Stored items:

%%

use crate::sync::error::{SyncError, SyncResult};
use crate::sync::plan::BlockRange;

/// Position of a push within its pass
#[derive(Debug, Clone, PartialEq, Eq)]
pub enum PassState {
    Start,
    SizeKnown { remote_size: u64 },
    Scanning { offset: u64 },
    Comparing { offset: u64, length: u64 },
    Done,
    Failed { error: String },
}

impl PassState {
    pub fn is_terminal(&self) -> bool {
        matches!(self, PassState::Done | PassState::Failed { .. })
    }
}

#[derive(Debug, Clone)]
pub enum PassEvent {
    SizeQueried { remote_size: u64 },
    ScanStarted,
    BlockLoaded(BlockRange),
    BlockSkipped,
    BlockWritten,
    Finished,
    Abort { error: String },
}

/// Linear state machine for one push.
///
/// Blocks must be loaded in order and each must start where the previous one
/// ended; `Finished` is only accepted once the scan has reached the source
/// length.
pub struct PassStateMachine {
    state: PassState,
    source_len: u64,
}

impl PassStateMachine {
    pub fn new(source_len: u64) -> Self {
        Self {
            state: PassState::Start,
            source_len,
        }
    }

    pub fn current_state(&self) -> &PassState {
        &self.state
    }

    pub fn transition(&mut self, event: PassEvent) -> SyncResult<&PassState> {
        let new_state = match (&self.state, &event) {
            (PassState::Start, PassEvent::SizeQueried { remote_size }) => PassState::SizeKnown {
                remote_size: *remote_size,
            },

            (PassState::SizeKnown { .. }, PassEvent::ScanStarted) => {
                PassState::Scanning { offset: 0 }
            }

            (PassState::Scanning { offset }, PassEvent::BlockLoaded(range))
                if range.offset == *offset
                    && range.length > 0
                    && range.end() <= self.source_len =>
            {
                PassState::Comparing {
                    offset: range.offset,
                    length: range.length,
                }
            }

            (
                PassState::Comparing { offset, length },
                PassEvent::BlockSkipped | PassEvent::BlockWritten,
            ) => PassState::Scanning {
                offset: offset + length,
            },

            (PassState::Scanning { offset }, PassEvent::Finished)
                if *offset == self.source_len =>
            {
                PassState::Done
            }

            (state, PassEvent::Abort { error }) if !state.is_terminal() => PassState::Failed {
                error: error.clone(),
            },

            _ => {
                return Err(SyncError::InvalidStateTransition(format!(
                    "Cannot handle {:?} in state {:?}",
                    event, self.state
                )));
            }
        };

        self.state = new_state;
        Ok(&self.state)
    }
}
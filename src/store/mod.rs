//! Remote paged store: client capability, host service and backing memory

pub mod calls;
pub mod client;
pub mod error;
pub mod local;
pub mod memory;
pub mod service;
pub mod types;

pub use client::RemoteStore;
pub use error::{StoreError, StoreResult};
pub use local::LocalClient;
pub use memory::{FilePages, InMemoryPages, PageMemory};
pub use service::StoreService;
pub use types::{
    methods, pages_for, ErrorKind, Profile, Record, StoreRequest, StoreResponse, PAGE_SIZE,
};
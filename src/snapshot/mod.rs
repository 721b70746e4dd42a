//! Local snapshot files: the pushed source, the optional reference baseline
//! and reference rotation after a successful push

pub mod reference;
pub mod rotate;
pub mod source;

pub use reference::ReferenceSnapshot;
pub use rotate::rotate_reference;
pub use source::SourceFile;
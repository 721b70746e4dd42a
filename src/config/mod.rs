//! Client configuration: `pagesync.toml` plus environment and CLI overrides

pub mod error;
pub mod loader;

pub use error::{ConfigError, ConfigResult};
pub use loader::ConfigLoader;

use crate::network::{ConnectionConfig, MAX_BLOCK_LEN};
use crate::sync::records::{DEFAULT_PAGE_SIZE, DEFAULT_RESTORE_BATCH};
use crate::sync::{SyncConfig, DEFAULT_BLOCK_SIZE};
use serde::{Deserialize, Serialize};
use std::path::PathBuf;
use std::str::FromStr;
use std::time::Duration;

#[derive(Debug, Clone, Default, PartialEq, Eq, Serialize, Deserialize)]
#[serde(default)]
pub struct Config {
    pub remote: RemoteConfig,
    pub sync: SyncSection,
    pub logging: LoggingConfig,
}

#[derive(Debug, Clone, PartialEq, Eq, Serialize, Deserialize)]
#[serde(default)]
pub struct RemoteConfig {
    /// `quic://host:port` or `file://path`
    pub target: Option<String>,
    /// Secret key file the bearer token is derived from
    pub identity: Option<PathBuf>,
    pub insecure: bool,
    pub server_name: String,
    /// DER certificate to trust in addition to the system roots
    pub trusted_cert: Option<PathBuf>,
    pub request_timeout_secs: u64,
    pub max_retry_secs: u64,
}

impl Default for RemoteConfig {
    fn default() -> Self {
        Self {
            target: None,
            identity: None,
            insecure: false,
            server_name: "localhost".to_string(),
            trusted_cert: None,
            request_timeout_secs: 30,
            max_retry_secs: 30,
        }
    }
}

#[derive(Debug, Clone, PartialEq, Eq, Serialize, Deserialize)]
#[serde(default)]
pub struct SyncSection {
    pub block_size: u64,
    /// Write throughput cap in bytes/second
    pub bandwidth_limit: Option<u64>,
    pub rotate_reference: bool,
    pub record_page_size: u32,
    pub restore_batch: usize,
}

impl Default for SyncSection {
    fn default() -> Self {
        Self {
            block_size: DEFAULT_BLOCK_SIZE,
            bandwidth_limit: None,
            rotate_reference: false,
            record_page_size: DEFAULT_PAGE_SIZE,
            restore_batch: DEFAULT_RESTORE_BATCH,
        }
    }
}

#[derive(Debug, Clone, PartialEq, Eq, Serialize, Deserialize)]
#[serde(default)]
pub struct LoggingConfig {
    /// Default filter when `RUST_LOG` is unset
    pub level: String,
}

impl Default for LoggingConfig {
    fn default() -> Self {
        Self {
            level: "info".to_string(),
        }
    }
}

/// Where the remote store lives
#[derive(Debug, Clone, PartialEq, Eq)]
pub enum RemoteTarget {
    /// `host:port` of a QUIC store server
    Quic(String),
    /// Store file hosted in-process
    File(PathBuf),
}

impl FromStr for RemoteTarget {
    type Err = ConfigError;

    fn from_str(s: &str) -> Result<Self, Self::Err> {
        let invalid = |message: &str| ConfigError::InvalidValue {
            key: "remote.target".into(),
            message: format!("{message}: '{s}'"),
        };

        if let Some(rest) = s.strip_prefix("quic://") {
            let authority = rest.trim_end_matches('/');
            match authority.rsplit_once(':') {
                Some((host, port)) if !host.is_empty() && port.parse::<u16>().is_ok() => {
                    Ok(RemoteTarget::Quic(authority.to_string()))
                }
                _ => Err(invalid("expected quic://host:port")),
            }
        } else if let Some(path) = s.strip_prefix("file://") {
            if path.is_empty() {
                return Err(invalid("expected file://path"));
            }
            Ok(RemoteTarget::File(PathBuf::from(path)))
        } else {
            Err(invalid("unsupported scheme"))
        }
    }
}

impl Config {
    pub fn validate(&self) -> ConfigResult<()> {
        self.check_block_size(self.sync.block_size)?;
        if self.sync.bandwidth_limit == Some(0) {
            return Err(ConfigError::Validation {
                message: "sync.bandwidth_limit must be greater than zero".into(),
            });
        }
        if self.sync.record_page_size == 0 || self.sync.restore_batch == 0 {
            return Err(ConfigError::Validation {
                message: "record page and batch sizes must be greater than zero".into(),
            });
        }
        if let Some(target) = &self.remote.target {
            target.parse::<RemoteTarget>()?;
        }
        Ok(())
    }

    /// Reject block sizes the configured target cannot carry
    pub fn check_block_size(&self, block_size: u64) -> ConfigResult<()> {
        if block_size == 0 {
            return Err(ConfigError::Validation {
                message: "sync.block_size must be greater than zero".into(),
            });
        }

        let quic = matches!(
            self.remote.target.as_deref().map(str::parse::<RemoteTarget>),
            Some(Ok(RemoteTarget::Quic(_)))
        );
        if quic && block_size > MAX_BLOCK_LEN {
            return Err(ConfigError::Validation {
                message: format!(
                    "block size {block_size} exceeds the {MAX_BLOCK_LEN} byte limit of quic targets"
                ),
            });
        }
        Ok(())
    }

    pub fn remote_target(&self) -> ConfigResult<RemoteTarget> {
        self.remote
            .target
            .as_deref()
            .ok_or_else(|| ConfigError::MissingRequired {
                key: "remote.target".into(),
            })?
            .parse()
    }

    pub fn identity_path(&self) -> ConfigResult<&PathBuf> {
        self.remote
            .identity
            .as_ref()
            .ok_or_else(|| ConfigError::MissingRequired {
                key: "remote.identity".into(),
            })
    }

    pub fn sync_config(&self) -> SyncConfig {
        SyncConfig::default()
            .with_block_size(self.sync.block_size)
            .with_bandwidth_limit(self.sync.bandwidth_limit)
            .rotate_reference(self.sync.rotate_reference)
    }

    /// Client transport settings; reads the trusted certificate if one is configured
    pub fn connection_config(&self) -> ConfigResult<ConnectionConfig> {
        let trusted_cert_der = match &self.remote.trusted_cert {
            Some(path) => Some(std::fs::read(path).map_err(|source| ConfigError::Io {
                path: path.clone(),
                source,
            })?),
            None => None,
        };

        Ok(ConnectionConfig {
            server_name: self.remote.server_name.clone(),
            insecure_skip_verify: self.remote.insecure,
            trusted_cert_der,
            request_timeout: Duration::from_secs(self.remote.request_timeout_secs),
            max_retry_elapsed: Duration::from_secs(self.remote.max_retry_secs),
            ..Default::default()
        })
    }
}
//! Page-granular backing memory for the store host
//!
//! Storage only ever grows, one 64 KiB page at a time. Reads and writes must
//! stay inside the allocated pages; growing is the caller's job.

use crate::store::error::{StoreError, StoreResult};
use crate::store::types::PAGE_SIZE;
use std::fs::{File, OpenOptions};
use std::io::{Read, Seek, SeekFrom, Write};
use std::path::{Path, PathBuf};

pub trait PageMemory: Send {
    /// Allocated pages
    fn page_count(&self) -> u64;

    /// Add `pages` zeroed pages. Returns the previous page count.
    fn grow(&mut self, pages: u64) -> StoreResult<u64>;

    fn read(&mut self, offset: u64, buf: &mut [u8]) -> StoreResult<()>;

    fn write(&mut self, offset: u64, data: &[u8]) -> StoreResult<()>;

    /// Flush to durable storage, if any
    fn flush(&mut self) -> StoreResult<()> {
        Ok(())
    }

    fn size(&self) -> u64 {
        self.page_count() * PAGE_SIZE
    }

    fn check_range(&self, offset: u64, length: u64) -> StoreResult<()> {
        let size = self.size();
        match offset.checked_add(length) {
            Some(end) if end <= size => Ok(()),
            _ => Err(StoreError::OutOfBounds {
                offset,
                length,
                size,
            }),
        }
    }
}

impl<T: PageMemory + ?Sized> PageMemory for Box<T> {
    fn page_count(&self) -> u64 {
        (**self).page_count()
    }

    fn grow(&mut self, pages: u64) -> StoreResult<u64> {
        (**self).grow(pages)
    }

    fn read(&mut self, offset: u64, buf: &mut [u8]) -> StoreResult<()> {
        (**self).read(offset, buf)
    }

    fn write(&mut self, offset: u64, data: &[u8]) -> StoreResult<()> {
        (**self).write(offset, data)
    }

    fn flush(&mut self) -> StoreResult<()> {
        (**self).flush()
    }
}

fn check_capacity(current: u64, additional: u64, max_pages: Option<u64>) -> StoreResult<u64> {
    let requested = current.saturating_add(additional);
    match max_pages {
        Some(limit) if requested > limit => {
            Err(StoreError::CapacityExceeded { requested, limit })
        }
        _ => Ok(requested),
    }
}

/// Heap-backed pages
#[derive(Debug, Default)]
pub struct InMemoryPages {
    bytes: Vec<u8>,
    max_pages: Option<u64>,
}

impl InMemoryPages {
    pub fn new() -> Self {
        Self::default()
    }

    pub fn with_max_pages(max_pages: u64) -> Self {
        Self {
            bytes: Vec::new(),
            max_pages: Some(max_pages),
        }
    }

    pub fn as_bytes(&self) -> &[u8] {
        &self.bytes
    }
}

impl PageMemory for InMemoryPages {
    fn page_count(&self) -> u64 {
        self.bytes.len() as u64 / PAGE_SIZE
    }

    fn grow(&mut self, pages: u64) -> StoreResult<u64> {
        let previous = self.page_count();
        let total = check_capacity(previous, pages, self.max_pages)?;
        self.bytes.resize((total * PAGE_SIZE) as usize, 0);
        Ok(previous)
    }

    fn read(&mut self, offset: u64, buf: &mut [u8]) -> StoreResult<()> {
        self.check_range(offset, buf.len() as u64)?;
        let start = offset as usize;
        buf.copy_from_slice(&self.bytes[start..start + buf.len()]);
        Ok(())
    }

    fn write(&mut self, offset: u64, data: &[u8]) -> StoreResult<()> {
        self.check_range(offset, data.len() as u64)?;
        let start = offset as usize;
        self.bytes[start..start + data.len()].copy_from_slice(data);
        Ok(())
    }
}

/// File-backed pages. The file is always a whole number of pages long.
#[derive(Debug)]
pub struct FilePages {
    path: PathBuf,
    file: File,
    pages: u64,
    max_pages: Option<u64>,
}

impl FilePages {
    /// Open or create the backing file, padding a partial last page with zeros
    pub fn open(path: &Path) -> StoreResult<Self> {
        Self::open_with(path, true)
    }

    /// Like [`FilePages::open`], but a missing file is an error and nothing is created
    pub fn open_existing(path: &Path) -> StoreResult<Self> {
        Self::open_with(path, false)
    }

    fn open_with(path: &Path, create: bool) -> StoreResult<Self> {
        let file = OpenOptions::new()
            .read(true)
            .write(true)
            .create(create)
            .truncate(false)
            .open(path)?;

        let len = file.metadata()?.len();
        let pages = crate::store::types::pages_for(len);
        if pages * PAGE_SIZE != len {
            tracing::debug!(
                "Padding {} from {} to {} bytes",
                path.display(),
                len,
                pages * PAGE_SIZE
            );
            file.set_len(pages * PAGE_SIZE)?;
        }

        Ok(Self {
            path: path.to_path_buf(),
            file,
            pages,
            max_pages: None,
        })
    }

    pub fn with_max_pages(mut self, max_pages: u64) -> Self {
        self.max_pages = Some(max_pages);
        self
    }

    pub fn path(&self) -> &Path {
        &self.path
    }
}

impl PageMemory for FilePages {
    fn page_count(&self) -> u64 {
        self.pages
    }

    fn grow(&mut self, pages: u64) -> StoreResult<u64> {
        let previous = self.pages;
        let total = check_capacity(previous, pages, self.max_pages)?;
        self.file.set_len(total * PAGE_SIZE)?;
        self.pages = total;
        Ok(previous)
    }

    fn read(&mut self, offset: u64, buf: &mut [u8]) -> StoreResult<()> {
        self.check_range(offset, buf.len() as u64)?;
        self.file.seek(SeekFrom::Start(offset))?;
        self.file.read_exact(buf)?;
        Ok(())
    }

    fn write(&mut self, offset: u64, data: &[u8]) -> StoreResult<()> {
        self.check_range(offset, data.len() as u64)?;
        self.file.seek(SeekFrom::Start(offset))?;
        self.file.write_all(data)?;
        Ok(())
    }

    fn flush(&mut self) -> StoreResult<()> {
        self.file.sync_data()?;
        Ok(())
    }
}
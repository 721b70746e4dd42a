#![allow(dead_code)]

use async_trait::async_trait;
use bytes::Bytes;
use pagesync::auth::Principal;
use pagesync::store::{
    InMemoryPages, LocalClient, RemoteStore, StoreError, StoreResult, StoreService,
};
use parking_lot::Mutex;
use rand::{rngs::StdRng, RngCore, SeedableRng};
use std::path::{Path, PathBuf};
use std::sync::atomic::{AtomicU64, Ordering};
use std::sync::Arc;

pub const MIB: u64 = 1 << 20;

type WriteHook = Box<dyn Fn(u64) + Send + Sync>;

/// In-memory store that records every write call and can inject failures
pub struct RecordingStore {
    inner: LocalClient,
    writes: Mutex<Vec<(u64, u64)>>,
    size_calls: AtomicU64,
    fail_write_at: Option<u64>,
    fail_size: bool,
    on_write: Option<WriteHook>,
}

impl RecordingStore {
    pub fn new() -> Self {
        let owner = Principal::from_token(&[42u8; 32]);
        let service = Arc::new(StoreService::new(InMemoryPages::new()).with_controller(owner));
        Self {
            inner: LocalClient::new(service, owner),
            writes: Mutex::new(Vec::new()),
            size_calls: AtomicU64::new(0),
            fail_write_at: None,
            fail_size: false,
            on_write: None,
        }
    }

    /// Reject the write that starts at `offset`
    pub fn failing_write_at(mut self, offset: u64) -> Self {
        self.fail_write_at = Some(offset);
        self
    }

    pub fn failing_size(mut self) -> Self {
        self.fail_size = true;
        self
    }

    /// Run `hook` after each successful write
    pub fn on_write(mut self, hook: impl Fn(u64) + Send + Sync + 'static) -> Self {
        self.on_write = Some(Box::new(hook));
        self
    }

    /// `(offset, length)` of every write attempt, in call order
    pub fn writes(&self) -> Vec<(u64, u64)> {
        self.writes.lock().clone()
    }

    pub fn size_calls(&self) -> u64 {
        self.size_calls.load(Ordering::SeqCst)
    }

    pub fn service(&self) -> &Arc<StoreService> {
        self.inner.service()
    }
}

#[async_trait]
impl RemoteStore for RecordingStore {
    async fn size(&self) -> StoreResult<u64> {
        self.size_calls.fetch_add(1, Ordering::SeqCst);
        if self.fail_size {
            return Err(StoreError::Transport("size unavailable".into()));
        }
        self.inner.size().await
    }

    async fn read_range(&self, offset: u64, length: u64) -> StoreResult<Bytes> {
        self.inner.read_range(offset, length).await
    }

    async fn write_range(&self, offset: u64, data: Bytes) -> StoreResult<()> {
        self.writes.lock().push((offset, data.len() as u64));
        if self.fail_write_at == Some(offset) {
            return Err(StoreError::Transport("connection reset".into()));
        }
        self.inner.write_range(offset, data).await?;
        if let Some(hook) = &self.on_write {
            hook(offset);
        }
        Ok(())
    }

    async fn call(&self, method: &str, args: Vec<u8>) -> StoreResult<Vec<u8>> {
        self.inner.call(method, args).await
    }
}

/// Deterministic pseudo-random bytes
pub fn random_bytes(len: usize, seed: u64) -> Vec<u8> {
    let mut rng = StdRng::seed_from_u64(seed);
    let mut data = vec![0u8; len];
    rng.fill_bytes(&mut data);
    data
}

pub fn write_file(dir: &Path, name: &str, data: &[u8]) -> PathBuf {
    let path = dir.join(name);
    std::fs::write(&path, data).unwrap();
    path
}

pub fn init_crypto() {
    use std::sync::Once;
    static INIT: Once = Once::new();
    INIT.call_once(|| {
        let _ = rustls::crypto::ring::default_provider().install_default();
    });
}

%%

▸ **EXERCISE OBJECTIVE**
Which lines above include the word "every"? Pick them out and copy them.

▸ **ANSWER TO THIS PROBLEM**
/// In-memory store that records every write call and can inject failures
    /// `(offset, length)` of every write attempt, in call order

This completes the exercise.